Поднявшись на второй этаж, Эрна зашла в пятую спальню и легла на кровать.
- Ть, ть, ть, - повторяла она, пока не заснула.
***
“Ть” - сухое и шелестящее, как смятый под каблуком опавший листок. Весь сон такой, будто топчешь мёртвую листву. Она хрустит, хрустит надломленным старческим голосом, вдавливая звук в память.
Тод проснулся. Ещё не разлепив склеившихся белёсых ресниц, потянулся за пером. Проморгался, сгоняя с глаз пелену. Осталось вписать последний звук. Тод ощутил нетерпеливое предвкушение, туго сплетённое со страхом, и вывел аккуратное “ть”.
Едва он прочёл своё имя, как рука с пером ослабла, прочертила умирающую чернильную линию и безвольно свесилась с кровати... Листок таял в воздухе. Тод спал.
Он стоял одетый, в чужой, лишённой малейшего света гостиной. И это был не сон. По крайней мере, не один из тех, наполненных слепой темнотой и единственным звуком. Пальцы его правой руки оказались до боли стиснуты, будто удерживали саму жизнь.

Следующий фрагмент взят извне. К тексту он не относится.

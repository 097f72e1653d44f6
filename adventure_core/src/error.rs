//! Error types for the interpreter.

use adventure_world::{Direction, WorldError};
use thiserror::Error;

/// A command that could not be carried out.
///
/// None of these end the game. The `Display` text is exactly what the player
/// is told before the session goes back to waiting for a command.
#[derive(Debug, Error)]
pub enum CommandError {
    #[error("Invalid command. Try 'help' for a list of valid commands.")]
    InvalidCommand(String),

    /// `go` without a direction, or with something that is not a full direction name.
    #[error("Invalid direction. Try 'help' for a list of valid commands.")]
    InvalidDirection,

    #[error("You must specify an item to {verb}.")]
    MissingArgument { verb: &'static str },

    /// `trade` with anything other than exactly one item word.
    #[error("To trade, specify 'trade [item]'.")]
    InvalidUsage,

    #[error("That item is not here.")]
    ItemNotFound(String),

    #[error("You don't have {0} in your inventory.")]
    NotCarrying(String),

    /// The reply to a command clarification matched none of the candidates.
    #[error("Invalid choice.")]
    AmbiguousChoice(String),

    /// The reply to an item clarification matched none of the candidates.
    #[error("Invalid item choice.")]
    AmbiguousItemChoice(String),

    #[error("The door is locked. You need something to unlock it.")]
    BlockedByLock { key: String },

    #[error("You can't go that way.")]
    NoExit(Direction),

    #[error("There is no one to trade with here.")]
    NoTrader,

    #[error("The trader does not want {0}.")]
    TraderRefuses(String),

    /// The world rejected an operation the session believed valid.
    #[error("Something went wrong in the world: {0}")]
    World(#[from] WorldError),
}

/// Failures of the terminal the game is played on. These end the program.
#[derive(Debug, Error)]
pub enum TerminalError {
    #[error("line editor error: {0}")]
    Readline(#[from] rustyline::error::ReadlineError),

    #[error("output error: {0}")]
    Io(#[from] std::io::Error),
}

Он чуть ослабил хватку, и льняная ткань тут же заскользила по ладони.
Тод удержал свою ношу - тяжёлый грязно-белый мешок, в котором что-то перекатывалось со сладостным постукиванием. Ему не нужно было заглядывать внутрь, чтобы узнать любовно собранные камушки.
Один из них Тод бросил у порога. Эхо от звонкого удара сожрала серая пыль, въевшаяся в каждую трещину паркета, в каждую ниточку обветшавших гобеленов. Тод побрёл прямиком к камину, зная, что сейчас ему станет холодно в этом тёмном, забывшем про уборку доме. А когда холодно, колени ноют так, что не сделаешь шагу, даже если в спину ткнут раскалённым железом.